(Beginning of PROVIDED MATERIAL)

//! Configuration management for DriveMeter.
//!
//! Provides TOML-based configuration with XDG-compliant paths and
//! environment variable overrides. The resulting [`LookupConfig`] is read
//! once at startup and handed to the lookup crate by value; nothing below
//! the binary reads the environment.

use crate::error::{ConfigError, ConfigResult};
use directories::ProjectDirs;
use serde::{Deserialize, Serialize};
use std::fmt;
use std::fs;
use std::path::{Path, PathBuf};

/// Main lookup configuration.
///
/// This is loaded from `~/.config/drivemeter/config.toml` (or platform equivalent).
/// If the file doesn't exist, default values are used: both live tiers off,
/// so every lookup is answered by the synthesizer.
#[derive(Debug, Clone, Default, Serialize, Deserialize)]
#[serde(default)]
pub struct LookupConfig {
    /// Which live tiers participate
    pub tiers: TierToggles,
    /// Free tier endpoint settings
    pub free_tier: FreeTierConfig,
    /// Paid tier endpoint and credential settings
    pub paid_tier: PaidTierConfig,
    /// Orchestrator settings
    pub lookup: LookupSettings,
}

impl LookupConfig {
    /// Load configuration from the default path, falling back to defaults if not found.
    ///
    /// # Errors
    /// Returns error if:
    /// - Config directory cannot be determined
    /// - File exists but cannot be read
    /// - File contents are not valid TOML
    pub fn load() -> ConfigResult<Self> {
        let config_path = Self::config_path()?;

        if config_path.exists() {
            Self::load_from(&config_path)
        } else {
            tracing::debug!("Config file not found, using defaults");
            Ok(Self::default())
        }
    }

    /// Load configuration from an explicit path. The file must exist.
    pub fn load_from(path: &Path) -> ConfigResult<Self> {
        if !path.exists() {
            return Err(ConfigError::NotFound {
                path: path.display().to_string(),
            });
        }

        tracing::debug!("Loading config from {}", path.display());
        let contents = fs::read_to_string(path)?;
        let config = toml::from_str(&contents)?;
        Ok(config)
    }

    /// Load configuration with environment variable overrides, then validate.
    ///
    /// Supports the following environment variables:
    /// - `DRIVEMETER_USE_FREE_API`: Enable the free tier (true/false)
    /// - `DRIVEMETER_USE_PAID_API`: Enable the paid tier (true/false)
    /// - `DRIVEMETER_FREE_API_KEY`: Free tier API key
    /// - `DRIVEMETER_FREE_BASE_URL`: Free tier base URL
    /// - `DRIVEMETER_PAID_API_KEY`: Paid tier API key
    /// - `DRIVEMETER_PAID_ACCOUNT_ID`: Paid tier account id
    /// - `DRIVEMETER_PAID_BASE_URL`: Paid tier base URL
    /// - `DRIVEMETER_LOOKUP_DEADLINE_SECS`: Overall deadline for the live tiers
    pub fn load_with_env(path: Option<&Path>) -> ConfigResult<Self> {
        let mut config = match path {
            Some(path) => Self::load_from(path)?,
            None => Self::load()?,
        };

        config.apply_overrides(|key| std::env::var(key).ok());
        config.validate()?;
        Ok(config)
    }

    /// Apply overrides from a variable lookup function.
    ///
    /// Unparseable boolean and numeric values are ignored.
    pub fn apply_overrides<F>(&mut self, var: F)
    where
        F: Fn(&str) -> Option<String>,
    {
        if let Some(enabled) = var("DRIVEMETER_USE_FREE_API").and_then(|v| v.parse().ok()) {
            self.tiers.use_free_tier = enabled;
            tracing::debug!("Override tiers.use_free_tier from env: {}", enabled);
        }

        if let Some(enabled) = var("DRIVEMETER_USE_PAID_API").and_then(|v| v.parse().ok()) {
            self.tiers.use_paid_tier = enabled;
            tracing::debug!("Override tiers.use_paid_tier from env: {}", enabled);
        }

        if let Some(key) = var("DRIVEMETER_FREE_API_KEY") {
            self.free_tier.api_key = key;
            tracing::debug!("Override free_tier.api_key from env");
        }

        if let Some(url) = var("DRIVEMETER_FREE_BASE_URL") {
            tracing::debug!("Override free_tier.base_url from env: {}", url);
            self.free_tier.base_url = url;
        }

        if let Some(key) = var("DRIVEMETER_PAID_API_KEY") {
            self.paid_tier.api_key = key;
            tracing::debug!("Override paid_tier.api_key from env");
        }

        if let Some(account_id) = var("DRIVEMETER_PAID_ACCOUNT_ID") {
            self.paid_tier.account_id = account_id;
            tracing::debug!("Override paid_tier.account_id from env");
        }

        if let Some(url) = var("DRIVEMETER_PAID_BASE_URL") {
            tracing::debug!("Override paid_tier.base_url from env: {}", url);
            self.paid_tier.base_url = url;
        }

        if let Some(secs) = var("DRIVEMETER_LOOKUP_DEADLINE_SECS").and_then(|v| v.parse().ok()) {
            self.lookup.deadline_secs = Some(secs);
            tracing::debug!("Override lookup.deadline_secs from env: {}", secs);
        }
    }

    /// Check cross-field constraints.
    ///
    /// # Errors
    /// Returns error if the paid tier is enabled without credentials, a
    /// timeout is zero, or a base URL is not http(s).
    pub fn validate(&self) -> ConfigResult<()> {
        if self.tiers.use_paid_tier {
            if self.paid_tier.api_key.trim().is_empty() {
                return Err(ConfigError::MissingCredential {
                    field: "paid_tier.api_key".to_string(),
                });
            }
            if self.paid_tier.account_id.trim().is_empty() {
                return Err(ConfigError::MissingCredential {
                    field: "paid_tier.account_id".to_string(),
                });
            }
        }

        for (field, secs) in [
            ("free_tier.timeout_secs", self.free_tier.timeout_secs),
            ("paid_tier.timeout_secs", self.paid_tier.timeout_secs),
        ] {
            if secs == 0 {
                return Err(ConfigError::InvalidValue {
                    field: field.to_string(),
                    reason: "must be greater than zero".to_string(),
                });
            }
        }

        if self.lookup.deadline_secs == Some(0) {
            return Err(ConfigError::InvalidValue {
                field: "lookup.deadline_secs".to_string(),
                reason: "must be greater than zero when set".to_string(),
            });
        }

        for (field, url) in [
            ("free_tier.base_url", &self.free_tier.base_url),
            ("paid_tier.base_url", &self.paid_tier.base_url),
        ] {
            if !(url.starts_with("http://") || url.starts_with("https://")) {
                return Err(ConfigError::InvalidValue {
                    field: field.to_string(),
                    reason: format!("expected an http(s) URL, got '{url}'"),
                });
            }
        }

        Ok(())
    }

    /// Get the path to the configuration file.
    ///
    /// Uses XDG base directories: `~/.config/drivemeter/config.toml`
    pub fn config_path() -> ConfigResult<PathBuf> {
        let dirs =
            ProjectDirs::from("com", "drivemeter", "drivemeter").ok_or(ConfigError::NoConfigDir)?;
        Ok(dirs.config_dir().join("config.toml"))
    }
}

/// Live tier participation flags. Both default off.
#[derive(Debug, Clone, Default, Serialize, Deserialize)]
#[serde(default)]
pub struct TierToggles {
    /// Try the free tier first for vehicle lookups
    pub use_free_tier: bool,
    /// Try the paid tier after the free tier
    pub use_paid_tier: bool,
}

/// Free tier endpoint settings.
#[derive(Clone, Serialize, Deserialize)]
#[serde(default)]
pub struct FreeTierConfig {
    /// Service base URL
    pub base_url: String,
    /// Value of the `X-RapidAPI-Host` header
    pub api_host: String,
    /// Value of the `X-RapidAPI-Key` header (may be empty on the free plan)
    pub api_key: String,
    /// Request timeout in seconds
    pub timeout_secs: u64,
}

impl Default for FreeTierConfig {
    fn default() -> Self {
        Self {
            base_url: "https://rto-vehicle-information-verification-india.p.rapidapi.com"
                .to_string(),
            api_host: "rto-vehicle-information-verification-india.p.rapidapi.com".to_string(),
            api_key: String::new(),
            timeout_secs: 30,
        }
    }
}

impl fmt::Debug for FreeTierConfig {
    fn fmt(&self, f: &mut fmt::Formatter<'_>) -> fmt::Result {
        f.debug_struct("FreeTierConfig")
            .field("base_url", &self.base_url)
            .field("api_host", &self.api_host)
            .field("api_key", &"[REDACTED]")
            .field("timeout_secs", &self.timeout_secs)
            .finish()
    }
}

/// Paid tier endpoint and credential settings.
#[derive(Clone, Serialize, Deserialize)]
#[serde(default)]
pub struct PaidTierConfig {
    /// Service base URL
    pub base_url: String,
    /// Value of the `X-API-KEY` header
    pub api_key: String,
    /// Value of the `X-ACCOUNT-ID` header
    pub account_id: String,
    /// Request timeout in seconds
    pub timeout_secs: u64,
}

impl Default for PaidTierConfig {
    fn default() -> Self {
        Self {
            base_url: "https://api.instantpay.in".to_string(),
            api_key: String::new(),
            account_id: String::new(),
            timeout_secs: 30,
        }
    }
}

impl fmt::Debug for PaidTierConfig {
    fn fmt(&self, f: &mut fmt::Formatter<'_>) -> fmt::Result {
        f.debug_struct("PaidTierConfig")
            .field("base_url", &self.base_url)
            .field("api_key", &"[REDACTED]")
            .field("account_id", &"[REDACTED]")
            .field("timeout_secs", &self.timeout_secs)
            .finish()
    }
}

/// Orchestrator settings.
#[derive(Debug, Clone, Default, Serialize, Deserialize)]
#[serde(default)]
pub struct LookupSettings {
    /// Overall budget in seconds for all live tier attempts of one lookup.
    /// `None` bounds each tier only by its own timeout.
    pub deadline_secs: Option<u64>,
}

#[cfg(test)]
mod tests {
    use super::*;
    use std::collections::HashMap;
    use tempfile::TempDir;

    #[test]
    fn test_default_config() {
        let config = LookupConfig::default();
        assert!(!config.tiers.use_free_tier);
        assert!(!config.tiers.use_paid_tier);
        assert_eq!(config.paid_tier.base_url, "https://api.instantpay.in");
        assert_eq!(config.paid_tier.timeout_secs, 30);
        assert!(config.lookup.deadline_secs.is_none());
        assert!(config.validate().is_ok());
    }

    #[test]
    fn test_config_serialization() {
        let config = LookupConfig::default();
        let toml_str = toml::to_string_pretty(&config).expect("serialize default config");
        assert!(toml_str.contains("[tiers]"));
        assert!(toml_str.contains("[paid_tier]"));

        let parsed: LookupConfig = toml::from_str(&toml_str).expect("parse serialized config");
        assert_eq!(parsed.free_tier.base_url, config.free_tier.base_url);
    }

    #[test]
    fn test_load_from_file() {
        let tmp = TempDir::new().expect("create temp dir");
        let config_path = tmp.path().join("config.toml");

        let mut config = LookupConfig::default();
        config.tiers.use_paid_tier = true;
        config.paid_tier.api_key = "key".to_string();
        config.paid_tier.account_id = "acct".to_string();

        let contents = toml::to_string_pretty(&config).expect("serialize config");
        fs::write(&config_path, contents).expect("write config file");

        let loaded = LookupConfig::load_from(&config_path).expect("load config");
        assert!(loaded.tiers.use_paid_tier);
        assert_eq!(loaded.paid_tier.account_id, "acct");
    }

    #[test]
    fn test_load_from_missing_file() {
        let tmp = TempDir::new().expect("create temp dir");
        let result = LookupConfig::load_from(&tmp.path().join("absent.toml"));
        assert!(matches!(result, Err(ConfigError::NotFound { .. })));
    }

    #[test]
    fn test_partial_config() {
        let toml_str = r#"
[tiers]
use_free_tier = true

[lookup]
deadline_secs = 45
"#;

        let config: LookupConfig = toml::from_str(toml_str).expect("parse partial config");
        assert!(config.tiers.use_free_tier);
        assert!(!config.tiers.use_paid_tier);
        assert_eq!(config.lookup.deadline_secs, Some(45));
        assert_eq!(config.free_tier.timeout_secs, 30);
    }

    #[test]
    fn test_overrides() {
        let vars: HashMap<&str, &str> = [
            ("DRIVEMETER_USE_FREE_API", "true"),
            ("DRIVEMETER_USE_PAID_API", "yes"),
            ("DRIVEMETER_PAID_API_KEY", "secret"),
            ("DRIVEMETER_PAID_BASE_URL", "http://localhost:9000"),
            ("DRIVEMETER_LOOKUP_DEADLINE_SECS", "20"),
        ]
        .into_iter()
        .collect();

        let mut config = LookupConfig::default();
        config.apply_overrides(|key| vars.get(key).map(|v| (*v).to_string()));

        assert!(config.tiers.use_free_tier);
        // "yes" is not a bool, so the flag keeps its default
        assert!(!config.tiers.use_paid_tier);
        assert_eq!(config.paid_tier.api_key, "secret");
        assert_eq!(config.paid_tier.base_url, "http://localhost:9000");
        assert_eq!(config.lookup.deadline_secs, Some(20));
    }

    #[test]
    fn test_paid_tier_requires_credentials() {
        let mut config = LookupConfig::default();
        config.tiers.use_paid_tier = true;
        assert!(matches!(
            config.validate(),
            Err(ConfigError::MissingCredential { ref field }) if field == "paid_tier.api_key"
        ));

        config.paid_tier.api_key = "key".to_string();
        assert!(matches!(
            config.validate(),
            Err(ConfigError::MissingCredential { ref field }) if field == "paid_tier.account_id"
        ));

        config.paid_tier.account_id = "acct".to_string();
        assert!(config.validate().is_ok());
    }

    #[test]
    fn test_invalid_values() {
        let mut config = LookupConfig::default();
        config.free_tier.timeout_secs = 0;
        assert!(matches!(
            config.validate(),
            Err(ConfigError::InvalidValue { .. })
        ));

        let mut config = LookupConfig::default();
        config.paid_tier.base_url = "ftp://example.com".to_string();
        assert!(config.validate().is_err());

        let mut config = LookupConfig::default();
        config.lookup.deadline_secs = Some(0);
        assert!(config.validate().is_err());
    }

    #[test]
    fn test_debug_redacts_credentials() {
        let mut config = LookupConfig::default();
        config.paid_tier.api_key = "super-secret".to_string();
        config.free_tier.api_key = "rapid-secret".to_string();

        let debug = format!("{config:?}");
        assert!(!debug.contains("super-secret"));
        assert!(!debug.contains("rapid-secret"));
        assert!(debug.contains("[REDACTED]"));
    }
}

(End of PROVIDED MATERIAL)

(EXERCISE DETAILS): Return exactly, please, the lines of the material from the first one down to and including the line where "environment variable overrides." appears.

(TASK SOLUTION):
//! Configuration management for DriveMeter.
//!
//! Provides TOML-based configuration with XDG-compliant paths and
//! environment variable overrides. The resulting [`LookupConfig`] is read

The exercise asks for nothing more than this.